What would the marriage of Sudoku and a Rubik’s Cube with Tron doing the styling look like?

TalLee Perfect Sphere by Memy Ish Shalom.

If you’re into spatial math puzzles, definitely give this one a shot. I am better at math puzzles than the spatial side, and I still found this fun and addictive.

You start with a sphere divided into six colored “sides”, with each side divided into a 3×3 grid, which is given an individual number. At any given time you’re looking at one side, which is where it looks like Sudoku. That’s where the similarity stops, because your goal is to get each of the 6 sides to add up to a predetermined number. Tap on a number to select it, and tap on a second to complete the swap and see the recalculated totals per side. Swipe the sphere in any direction to move to that side. To keep things flowing quickly, the game keeps track of the running total for each side color coded at the bottom of the screen. You can swap any two numbers anywhere on the sphere, so its far more flexible than a Rubik’s cube, even though there are definitely some strategic similarities.
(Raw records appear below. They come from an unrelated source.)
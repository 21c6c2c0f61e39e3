//! Best-effort post-run probes.
//!
//! Each probe runs in its own failure boundary after the critical-path
//! artifacts (exit-status, duration, logs) are already durable. A
//! failed probe leaves its artifact absent; nothing else observes it.

use std::path::Path;

use tokio::process::Command;
use tracing::debug;

use crate::config::Config;

pub const SCREENSHOT: &str = "screenshot.png";
pub const THUMBNAIL: &str = "thumbnail.jpg";

pub async fn run_post_probes(run_dir: &Path, config: &Config, exit_status: i32) {
    if let Err(e) = capture_sensors(run_dir, config).await {
        debug!(error = %e, "sensors probe skipped");
    }
    if let Err(e) = ensure_screenshot(run_dir, config).await {
        debug!(error = %e, "screenshot probe skipped");
    }
    if let Err(e) = render_thumbnail(run_dir, config).await {
        debug!(error = %e, "thumbnail probe skipped");
    }
    if exit_status == 0 {
        // Screenshots are retained only for failed runs.
        if let Err(e) = tokio::fs::remove_file(run_dir.join(SCREENSHOT)).await {
            if e.kind() != std::io::ErrorKind::NotFound {
                debug!(error = %e, "could not drop screenshot of passing run");
            }
        }
    }
}

/// Dumps hardware sensor readings into `sensors.log`.
async fn capture_sensors(run_dir: &Path, config: &Config) -> anyhow::Result<()> {
    let output = Command::new(&config.collaborators.sensors).output().await?;
    anyhow::ensure!(
        output.status.success(),
        "sensors exited with {:?}",
        output.status.code()
    );
    tokio::fs::write(run_dir.join("sensors.log"), &output.stdout).await?;
    Ok(())
}

/// Invokes the screenshot collaborator when the test left none behind.
async fn ensure_screenshot(run_dir: &Path, config: &Config) -> anyhow::Result<()> {
    if run_dir.join(SCREENSHOT).exists() {
        return Ok(());
    }
    let Some(capture) = &config.collaborators.screenshot else {
        return Ok(());
    };
    let status = Command::new(capture).current_dir(run_dir).status().await?;
    anyhow::ensure!(
        status.success(),
        "screenshot capture exited with {:?}",
        status.code()
    );
    Ok(())
}

/// Downscales the screenshot into `thumbnail.jpg`.
async fn render_thumbnail(run_dir: &Path, config: &Config) -> anyhow::Result<()> {
    if !run_dir.join(SCREENSHOT).exists() {
        return Ok(());
    }
    let status = Command::new(&config.collaborators.thumbnailer)
        .args([SCREENSHOT, "-resize", "320x180", THUMBNAIL])
        .current_dir(run_dir)
        .status()
        .await?;
    anyhow::ensure!(
        status.success(),
        "thumbnailer exited with {:?}",
        status.code()
    );
    Ok(())
}
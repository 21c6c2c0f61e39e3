//! Two-stage graceful-interrupt state machine.
//!
//! The first interrupt signal asks the orchestrator to let the current
//! test finish and then stop looping; the second kills the current
//! test's entire process tree. The signal path only advances the phase
//! and reads the published child pid — the tree kill itself happens
//! cooperatively inside the recorder's wait-for-exit cycle.

use std::sync::Arc;

use tokio::sync::watch;
use tokio::task::JoinHandle;
use tracing::info;

/// Interrupt phase. Transitions are one-way:
/// `Running` → `Stopping` → `Killing`.
#[derive(Debug, Clone, Copy, PartialEq, Eq)]
pub enum Phase {
    /// No interrupt received.
    Running,
    /// One interrupt: finish the current run, start no more.
    Stopping,
    /// Two interrupts: terminate the current run's process tree.
    Killing,
}

/// Shared interrupt state between the signal task and the orchestrator.
#[derive(Debug)]
pub struct InterruptController {
    phase: watch::Sender<Phase>,
    child_pid: watch::Sender<Option<i32>>,
}

impl InterruptController {
    pub fn new() -> Self {
        let (phase, _) = watch::channel(Phase::Running);
        let (child_pid, _) = watch::channel(None);
        Self { phase, child_pid }
    }

    pub fn phase(&self) -> Phase {
        *self.phase.borrow()
    }

    /// True once any interrupt signal has been observed.
    pub fn interrupted(&self) -> bool {
        self.phase() != Phase::Running
    }

    /// Receiver the recorder's wait cycle selects on.
    pub fn subscribe(&self) -> watch::Receiver<Phase> {
        self.phase.subscribe()
    }

    /// Advances the state machine by one signal delivery.
    ///
    /// Returns the phase newly entered, or `None` when already in the
    /// terminal `Killing` phase.
    pub fn record_signal(&self) -> Option<Phase> {
        let mut entered = None;
        self.phase.send_if_modified(|phase| match *phase {
            Phase::Running => {
                *phase = Phase::Stopping;
                entered = Some(Phase::Stopping);
                true
            }
            Phase::Stopping => {
                *phase = Phase::Killing;
                entered = Some(Phase::Killing);
                true
            }
            Phase::Killing => false,
        });
        entered
    }

    /// Published while a child process is active; cleared on its exit.
    /// The signal path may only read this, never act on it directly.
    pub fn set_child_pid(&self, pid: Option<i32>) {
        self.child_pid.send_replace(pid);
    }

    pub fn child_pid(&self) -> Option<i32> {
        *self.child_pid.borrow()
    }
}

impl Default for InterruptController {
    fn default() -> Self {
        Self::new()
    }
}

/// Spawns the task that owns the SIGINT/SIGTERM streams and advances
/// the interrupt state machine on each delivery.
///
/// Handler registration happens before the task is spawned, so a
/// failure surfaces to the caller instead of leaving the process
/// running with interrupts silently disabled.
#[cfg(unix)]
pub fn spawn_signal_listener(
    controller: Arc<InterruptController>,
) -> std::io::Result<JoinHandle<()>> {
    use tokio::signal::unix::{SignalKind, signal};

    let mut sigint = signal(SignalKind::interrupt())?;
    let mut sigterm = signal(SignalKind::terminate())?;

    Ok(tokio::spawn(async move {
        loop {
            tokio::select! {
                _ = sigint.recv() => {}
                _ = sigterm.recv() => {}
            }
            announce(&controller);
        }
    }))
}

/// Non-Unix fallback: Ctrl+C only.
#[cfg(not(unix))]
pub fn spawn_signal_listener(
    controller: Arc<InterruptController>,
) -> std::io::Result<JoinHandle<()>> {
    Ok(tokio::spawn(async move {
        loop {
            if tokio::signal::ctrl_c().await.is_err() {
                return;
            }
            announce(&controller);
        }
    }))
}

fn announce(controller: &InterruptController) {
    match controller.record_signal() {
        Some(Phase::Stopping) => {
            info!("interrupt received");
            eprintln!(
                "soak: waiting for the current test to finish; interrupt again to kill it"
            );
        }
        Some(Phase::Killing) => {
            info!(pid = ?controller.child_pid(), "second interrupt received");
            eprintln!("soak: killing the current test run");
        }
        _ => {}
    }
}
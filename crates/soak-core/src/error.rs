//! Error types for soak.

use std::path::PathBuf;
use thiserror::Error;

/// Errors that abort the orchestrator.
///
/// Everything else (unit failures, best-effort probes, notification
/// delivery) is absorbed into run artifacts and the exit code.
#[derive(Debug, Error)]
pub enum SoakError {
    /// A results directory could not be created.
    #[error("cannot create results directory {path}: {source}")]
    ResultsDir {
        path: PathBuf,
        source: std::io::Error,
    },

    /// The test-unit executable could not be launched.
    #[error("cannot launch test unit '{unit}': {source}")]
    Spawn {
        unit: String,
        source: std::io::Error,
    },

    /// Invalid configuration or invocation.
    #[error("configuration error: {0}")]
    Config(String),

    /// IO error on the critical path.
    #[error("IO error: {0}")]
    Io(#[from] std::io::Error),

    /// Configuration file parse error.
    #[error("YAML error: {0}")]
    Yaml(#[from] serde_yaml::Error),

    /// JSON serialization error.
    #[error("JSON error: {0}")]
    Json(#[from] serde_json::Error),
}

/// Result type alias for soak operations.
pub type Result<T> = std::result::Result<T, SoakError>;

#[cfg(test)]
mod tests {
    use super::*;

    #[test]
    fn results_dir_error_names_the_path() {
        let err = SoakError::ResultsDir {
            path: PathBuf::from("/nope/results"),
            source: std::io::Error::new(std::io::ErrorKind::PermissionDenied, "denied"),
        };
        assert!(err.to_string().contains("/nope/results"));
    }

    #[test]
    fn io_error_conversion() {
        let io_err = std::io::Error::new(std::io::ErrorKind::NotFound, "gone");
        let err: SoakError = io_err.into();
        assert!(matches!(err, SoakError::Io(_)));
    }
}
While the mechanics are simple, and on the easy setting with single digits not terribly difficult, the challenge escalates quickly as you go to the higher settings. Medium adds some 10s to the mix, and hard has you aiming for sums over 100 with all double digit numbers. You’ll very quickly get a handle on the basics, but getting that last side to add up is where it becomes much more difficult, and quite addictive. Thankfully the app keeps your most recent game available to resume later, so you don’t have to commit to solving the whole thing in one go.

Most people would likely dive right into the game, but the Easy Start mode actually lets you walk through the different strategies involved by giving you a series of challenges where only one number pair needs to be swapped. I definitely learned a few tricks from the Easy Start mode after banging my head against a few puzzles before I realized what it was.

The graphics are simple, but effective. While it doesn’t have the visual polish of a game like Sumon, it is functional and uses color effectively for gameplay, even if the fonts, colors and wireframe sphere are reminiscent of computer games of the mid-80s.

Try it, and I dare you to put it down once you get close! Back to try and get that last side down to 125 on Hard!